旅館の中にあるからか飲食系が多いが、タオルや衣類なども目立つ。
その中でも特に目を引くのは────
『若返り、美肌効果バツグンの入浴剤はこちら!!』
という看板の掲げられた入浴剤売り場である。
(そんなに人気なのか、この村の入浴剤………)
そんなことを考えながら、頼まれていたものを即座に見つけ会計を済ます。
「ナナ達は……ああ、いたいた」
「あっユート!!
リアさんのお土産は買えた?」
「まあな。
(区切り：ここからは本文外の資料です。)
use axum::extract::rejection::{JsonRejection, PathRejection, QueryRejection};
use axum::{
    Json, Router,
    extract::{Path, Query, State},
    http::StatusCode,
    routing::{get, post},
};
use serde::{Deserialize, Serialize};
use utoipa::{IntoParams, ToSchema};
use uuid::Uuid;

use crate::application::dto::SortOrder;
use crate::application::dto::notifications::{NotificationPatch, default_notification_order};
use crate::application::use_cases::notifications::crud::{
    CreateNotification, CreateNotificationInput, DeleteNotification, GetNotification,
    ListNotifications, UpdateNotification,
};
use crate::application::use_cases::notifications::mark_read::MarkNotificationRead;
use crate::bootstrap::app_context::AppContext;
use crate::domain::maintenance::notification::Notification;
use crate::presentation::http::StatusResponse;
use crate::presentation::http::auth::CurrentUser;
use crate::presentation::http::error::{ApiError, ApiResult};

#[derive(Debug, Serialize, ToSchema)]
pub struct NotificationResponse {
    pub id: Uuid,
    pub recipient_id: Uuid,
    pub message: String,
    pub request_id: Option<Uuid>,
    pub is_read: bool,
    pub created_at: chrono::DateTime<chrono::Utc>,
}

impl From<Notification> for NotificationResponse {
    fn from(n: Notification) -> Self {
        NotificationResponse {
            id: n.id,
            recipient_id: n.recipient_id,
            message: n.message,
            request_id: n.request_id,
            is_read: n.is_read,
            created_at: n.created_at,
        }
    }
}

#[derive(Debug, Deserialize, IntoParams)]
#[into_params(parameter_in = Query)]
pub struct NotificationListQuery {
    /// `created_at` or `-created_at`
    pub ordering: Option<String>,
}

#[derive(Debug, Deserialize, ToSchema)]
pub struct CreateNotificationRequest {
    /// Defaults to the caller
    pub recipient_id: Option<Uuid>,
    pub message: String,
    pub request_id: Option<Uuid>,
}

#[derive(Debug, Default, Deserialize, ToSchema)]
pub struct UpdateNotificationRequest {
    pub message: Option<String>,
    pub is_read: Option<bool>,
}

pub fn routes(ctx: AppContext) -> Router {
    Router::new()
        .route(
            "/notifications",
            get(list_notifications).post(create_notification),
        )
        .route(
            "/notifications/:id",
            get(get_notification)
                .patch(update_notification)
                .put(update_notification)
                .delete(delete_notification),
        )
        .route("/notifications/:id/mark_read", post(mark_read))
        .with_state(ctx)
}

#[utoipa::path(get, path = "/api/notifications", tag = "Notifications",
    params(NotificationListQuery),
    responses((status = 200, body = [NotificationResponse])))]
pub async fn list_notifications(
    State(ctx): State<AppContext>,
    user: CurrentUser,
    query: Result<Query<NotificationListQuery>, QueryRejection>,
) -> ApiResult<Json<Vec<NotificationResponse>>> {
    let Query(q) = query?;
    let ordering = SortOrder::parse_or(q.ordering.as_deref(), default_notification_order());
    let repo = ctx.notification_repo();
    let items = ListNotifications {
        repo: repo.as_ref(),
    }
    .execute(&user.viewer(), ordering)
    .await?;
    Ok(Json(items.into_iter().map(Into::into).collect()))
}

#[utoipa::path(post, path = "/api/notifications", tag = "Notifications",
    request_body = CreateNotificationRequest,
    responses((status = 201, body = NotificationResponse), (status = 400, body = crate::presentation::http::error::ErrorBody)))]
pub async fn create_notification(
    State(ctx): State<AppContext>,
    user: CurrentUser,
    payload: Result<Json<CreateNotificationRequest>, JsonRejection>,
) -> ApiResult<(StatusCode, Json<NotificationResponse>)> {
    let Json(req) = payload?;
    let repo = ctx.notification_repo();
    let users = ctx.user_repo();
    let requests = ctx.request_repo();
    let created = CreateNotification {
        repo: repo.as_ref(),
        users: users.as_ref(),
        requests: requests.as_ref(),
    }
    .execute(
        &user.viewer(),
        CreateNotificationInput {
            recipient_id: req.recipient_id,
            message: req.message,
            request_id: req.request_id,
        },
    )
    .await?;
    Ok((StatusCode::CREATED, Json(created.into())))
}

#[utoipa::path(get, path = "/api/notifications/{id}", tag = "Notifications",
    params(("id" = Uuid, Path, description = "Notification id")),
    responses((status = 200, body = NotificationResponse), (status = 404, body = crate::presentation::http::error::ErrorBody)))]
pub async fn get_notification(
    State(ctx): State<AppContext>,
    user: CurrentUser,
    path: Result<Path<Uuid>, PathRejection>,
) -> ApiResult<Json<NotificationResponse>> {
    let Path(id) = path?;
    let repo = ctx.notification_repo();
    let item = GetNotification {
        repo: repo.as_ref(),
    }
    .execute(&user.viewer(), id)
    .await?
    .ok_or(ApiError::NotFound)?;
    Ok(Json(item.into()))
}

#[utoipa::path(patch, path = "/api/notifications/{id}", tag = "Notifications",
    params(("id" = Uuid, Path, description = "Notification id")),
    request_body = UpdateNotificationRequest,
    responses((status = 200, body = NotificationResponse)))]
pub async fn update_notification(
    State(ctx): State<AppContext>,
    user: CurrentUser,
    path: Result<Path<Uuid>, PathRejection>,
    payload: Result<Json<UpdateNotificationRequest>, JsonRejection>,
) -> ApiResult<Json<NotificationResponse>> {
    let Path(id) = path?;
    let Json(req) = payload?;
    let repo = ctx.notification_repo();
    let item = UpdateNotification {
        repo: repo.as_ref(),
    }
    .execute(
        &user.viewer(),
        id,
        NotificationPatch {
            message: req.message,
            is_read: req.is_read,
        },
    )
    .await?;
    Ok(Json(item.into()))
}

#[utoipa::path(delete, path = "/api/notifications/{id}", tag = "Notifications",
    params(("id" = Uuid, Path, description = "Notification id")),
    responses((status = 204)))]
pub async fn delete_notification(
    State(ctx): State<AppContext>,
    user: CurrentUser,
    path: Result<Path<Uuid>, PathRejection>,
) -> ApiResult<StatusCode> {
    let Path(id) = path?;
    let repo = ctx.notification_repo();
    let deleted = DeleteNotification {
        repo: repo.as_ref(),
    }
    .execute(&user.viewer(), id)
    .await?;
    if !deleted {
        return Err(ApiError::NotFound);
    }
    Ok(StatusCode::NO_CONTENT)
}

#[utoipa::path(post, path = "/api/notifications/{id}/mark_read", tag = "Notifications",
    params(("id" = Uuid, Path, description = "Notification id")),
    responses((status = 200, body = StatusResponse), (status = 404, body = crate::presentation::http::error::ErrorBody)))]
pub async fn mark_read(
    State(ctx): State<AppContext>,
    user: CurrentUser,
    path: Result<Path<Uuid>, PathRejection>,
) -> ApiResult<Json<StatusResponse>> {
    let Path(id) = path?;
    let repo = ctx.notification_repo();
    let marked = MarkNotificationRead {
        repo: repo.as_ref(),
    }
    .execute(&user.viewer(), id)
    .await?;
    if !marked {
        return Err(ApiError::NotFound);
    }
    Ok(Json(StatusResponse::new("marked as read")))
}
ナナ達は何か買いたい物はないのか?」
「ナナはねー、食べ物なら何でもいいよ!!
後は、お酒が飲みたいかなぁ」
「あんまり酒飲むとまた酷い事になるからな。
少しだけならいいぞ」
「やった!!じゃあ選んでくる!!」
「あぁおい一人で行くなっ……人の話は聞けよ。
で、イリスは欲しい物とか無いのか?」
「特にない、けど敢えて言うなら、本」
「本?どんなやつだ?」
「物語がいい。それも、英雄譚みたいなの」
「多分ここには売ってないだろうなぁ。
山に向かうのは明日の朝だし、向かう前に別の店で買うか」
「うん。ありがと」
「後はニレのお土産なんだが、イリスは何がいいと思う?」
「湯浴み着」
「え?」
「だから、湯浴み着」
「……マジで?」
「マジで」
(ニレ、何に使うつもりなんだよ……。
間違いなく家で使わないだろ、誰も使ってないのに……)
意外すぎるイリスの返答に、優人は思わず固まってしまう。
それはナナに大声で呼ばれても気付かないほどだった。